Posted by: debi at July 5, 2006 01:35 PM
I'm so sorry life is so darn hard right now. I was I could give you a big hug. I won't offer any platitudes, other than to say that I KNOW all this will work out. He is big enough for this, my friend. I wish I could bring you a batch of muffins or a meal or something!!
love, Valerie
Posted by: Valerie at July 5, 2006 07:15 PM
(((HUGS))) I'm sorry I wasn't here earlier when you called :(
Posted by: jenn at July 5, 2006 09:56 PM
Rachel, You will make it through. "Things could be worse" is an overused and sometimes patronistic platitude that others use to try and make us feel better. We both know it doesn't work.

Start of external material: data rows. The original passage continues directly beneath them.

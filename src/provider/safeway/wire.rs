// crates.io
use serde::{Deserializer, de::Error as _};
// self
use crate::{
	_prelude::*,
	promotion::{ClipDeal, Promotion},
};

/// Gallery listing payload; both arrays may be absent or null.
#[derive(Debug, Default, Deserialize)]
pub struct GalleryResponse {
	/// Coupons.
	#[serde(default)]
	pub cc: Option<Vec<serde_json::Value>>,
	/// Personalized deals.
	#[serde(default)]
	pub pd: Option<Vec<serde_json::Value>>,
}
impl GalleryResponse {
	/// Raw offer records, coupons first.
	pub fn into_records(self) -> Vec<serde_json::Value> {
		self.cc.unwrap_or_default().into_iter().chain(self.pd.unwrap_or_default()).collect()
	}
}

/// One gallery offer. Null values decode as their defaults.
#[derive(Clone, Debug, Default, Deserialize)]
#[serde(default, rename_all = "camelCase")]
pub struct Offer {
	/// Brand name.
	#[serde(deserialize_with = "nullable")]
	pub brand: String,
	/// Clip identifier; may be empty.
	#[serde(deserialize_with = "nullable")]
	pub clip_id: String,
	/// Offer description.
	#[serde(deserialize_with = "nullable")]
	pub description: String,
	/// Fine print.
	#[serde(deserialize_with = "nullable")]
	pub disclaimer: String,
	/// External offer identifier, used when `clip_id` is empty.
	#[serde(rename = "extlOfferId", deserialize_with = "nullable")]
	pub external_offer_id: String,
	/// Category hierarchy.
	#[serde(deserialize_with = "nullable")]
	pub hierarchies: Hierarchies,
	/// Image identifier.
	#[serde(deserialize_with = "nullable")]
	pub image_id: String,
	/// Applicable product codes.
	#[serde(deserialize_with = "nullable")]
	pub upcs: Vec<String>,
	/// Minimum purchase quantity; `0` when unset.
	#[serde(rename = "minPurchaseQty", deserialize_with = "nullable")]
	pub min_purchase_quantity: f64,
	/// Maximum purchase quantity; `0` when unset.
	#[serde(rename = "maxPurchaseQty", deserialize_with = "nullable")]
	pub max_purchase_quantity: f64,
	/// Price.
	pub price: Option<f64>,
	/// Offer id sent as the clip item id.
	#[serde(deserialize_with = "nullable")]
	pub offer_id: String,
	/// Offer program sent as the clip item type.
	#[serde(deserialize_with = "nullable")]
	pub offer_pgm: String,
	/// Offer program type.
	#[serde(deserialize_with = "nullable")]
	pub offer_program_type: String,
	/// `C` when clipped, `U` otherwise.
	#[serde(deserialize_with = "nullable")]
	pub status: String,
	/// Usage type.
	#[serde(deserialize_with = "nullable")]
	pub usage_type: String,
	/// Start of validity.
	#[serde(deserialize_with = "epoch_millis")]
	pub start_date: Option<OffsetDateTime>,
	/// End of validity.
	#[serde(deserialize_with = "epoch_millis")]
	pub end_date: Option<OffsetDateTime>,
	/// When the offer was clipped.
	#[serde(rename = "clipTs", deserialize_with = "epoch_millis")]
	pub clipped_at: Option<OffsetDateTime>,
	/// Removed by the vendor.
	#[serde(deserialize_with = "nullable")]
	pub deleted: bool,
	/// Can be clipped.
	#[serde(deserialize_with = "nullable")]
	pub is_clippable: bool,
	/// Shown in the app.
	#[serde(deserialize_with = "nullable")]
	pub is_displayable: bool,
}
impl Offer {
	/// Status of an offer the user already clipped.
	pub const CLIPPED: &str = "C";

	/// Maps the offer into the vendor-agnostic model, keeping `source` as the raw record.
	pub fn into_clip_deal(self, source: serde_json::Value) -> ClipDeal {
		let id = if self.clip_id.is_empty() { self.external_offer_id } else { self.clip_id };

		ClipDeal {
			promotion: Promotion {
				brand: self.brand,
				categories: self.hierarchies.categories,
				id,
				description: self.description,
				disclaimer: self.disclaimer,
				kind: None,
				image_id: self.image_id,
				upcs: self.upcs,
				min_purchase_quantity: non_zero(self.min_purchase_quantity),
				max_purchase_quantity: non_zero(self.max_purchase_quantity),
				price: self.price,
				promo_code: non_empty(self.offer_id),
				promo_type: non_empty(self.offer_pgm),
				program_type: non_empty(self.offer_program_type),
				is_clipped: self.status == Self::CLIPPED,
				status: self.status,
				usage_type: self.usage_type,
				start_date: self.start_date,
				end_date: self.end_date,
				is_deleted: self.deleted,
				is_clippable: self.is_clippable,
				is_displayable: self.is_displayable,
				source,
			},
			expires_after_clip: false,
			clipped_at: self.clipped_at,
		}
	}
}

/// Category hierarchy of an offer.
#[derive(Clone, Debug, Default, Deserialize)]
#[serde(default)]
pub struct Hierarchies {
	/// Category names.
	#[serde(deserialize_with = "nullable")]
	pub categories: Vec<String>,
	/// Event names.
	#[serde(deserialize_with = "nullable")]
	pub events: Vec<String>,
}

/// Clip request body; the offer is sent once per clip type.
#[derive(Debug, Serialize)]
pub struct ClipRequest<'a> {
	/// Clip items.
	pub items: [ClipItem<'a>; 2],
}
impl<'a> ClipRequest<'a> {
	/// Builds the `C` + `L` item pair for `offer_id`/`offer_pgm`.
	pub fn new(offer_id: &'a str, offer_pgm: &'a str) -> Self {
		Self {
			items: [
				ClipItem { clip_type: "C", item_id: offer_id, item_type: offer_pgm },
				ClipItem { clip_type: "L", item_id: offer_id, item_type: offer_pgm },
			],
		}
	}
}

/// One clip item.
#[derive(Debug, Serialize)]
#[serde(rename_all = "camelCase")]
pub struct ClipItem<'a> {
	/// `C` (clip) or `L` (list).
	pub clip_type: &'a str,
	/// Offer id.
	pub item_id: &'a str,
	/// Offer program.
	pub item_type: &'a str,
}

/// Clip response body.
#[derive(Debug, Default, Deserialize)]
pub struct ClipResponse {
	/// Per-item outcomes.
	#[serde(default)]
	pub items: Vec<ClipResult>,
}

/// Per-item clip outcome.
#[derive(Debug, Default, Deserialize)]
#[serde(default, rename_all = "camelCase")]
pub struct ClipResult {
	/// Echoed clip type.
	pub clip_type: Option<String>,
	/// Echoed offer id.
	pub item_id: Option<String>,
	/// Echoed offer program.
	pub item_type: Option<String>,
	/// Vendor status code.
	pub status: Option<i64>,
	/// Clip identifier.
	pub clip_id: Option<String>,
	/// Clip timestamp.
	pub clip_ts: Option<String>,
	/// Vendor check flag.
	pub checked: Option<bool>,
}

#[derive(Deserialize)]
#[serde(untagged)]
enum Millis {
	Int(i64),
	Float(f64),
	Text(String),
}

/// Decodes epoch milliseconds given as a number or a numeric string; null and `""` yield `None`.
pub fn epoch_millis<'de, D>(deserializer: D) -> Result<Option<OffsetDateTime>, D::Error>
where
	D: Deserializer<'de>,
{
	let millis = match Option::<Millis>::deserialize(deserializer)? {
		None => return Ok(None),
		Some(Millis::Int(value)) => value,
		Some(Millis::Float(value)) => value as i64,
		Some(Millis::Text(text)) if text.trim().is_empty() => return Ok(None),
		Some(Millis::Text(text)) => text.trim().parse::<i64>().map_err(|e| {
			D::Error::custom(format!("timestamp `{text}` is not epoch milliseconds: {e}"))
		})?,
	};

	OffsetDateTime::from_unix_timestamp_nanos(i128::from(millis) * 1_000_000)
		.map(Some)
		.map_err(D::Error::custom)
}

fn nullable<'de, D, T>(deserializer: D) -> Result<T, D::Error>
where
	D: Deserializer<'de>,
	T: Default + Deserialize<'de>,
{
	Ok(Option::<T>::deserialize(deserializer)?.unwrap_or_default())
}

fn non_zero(value: f64) -> Option<f64> {
	(value != 0.0).then_some(value)
}

fn non_empty(value: String) -> Option<String> {
	(!value.is_empty()).then_some(value)
}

But I just wanted to leave you a note to say thank you for writing.
You help me keep my focus and to hang on to what little faith I have left.
Imagine a life where
your husband is a veteran of the ARMY and loses his Father on the 4th of July. He is recently disabled and you are made the Breadwinner only to fail to keep your family from going homeless.
Then you look to heaven and ask 'why?' and the line is disconnected.
I then look around and see that I am not the only one. Could things be worse? yeah probably. Could they be better? absolutely.
But am I the only one who goes through things like this - am I the only Mom/Wife out there who has to face these problems? Nope.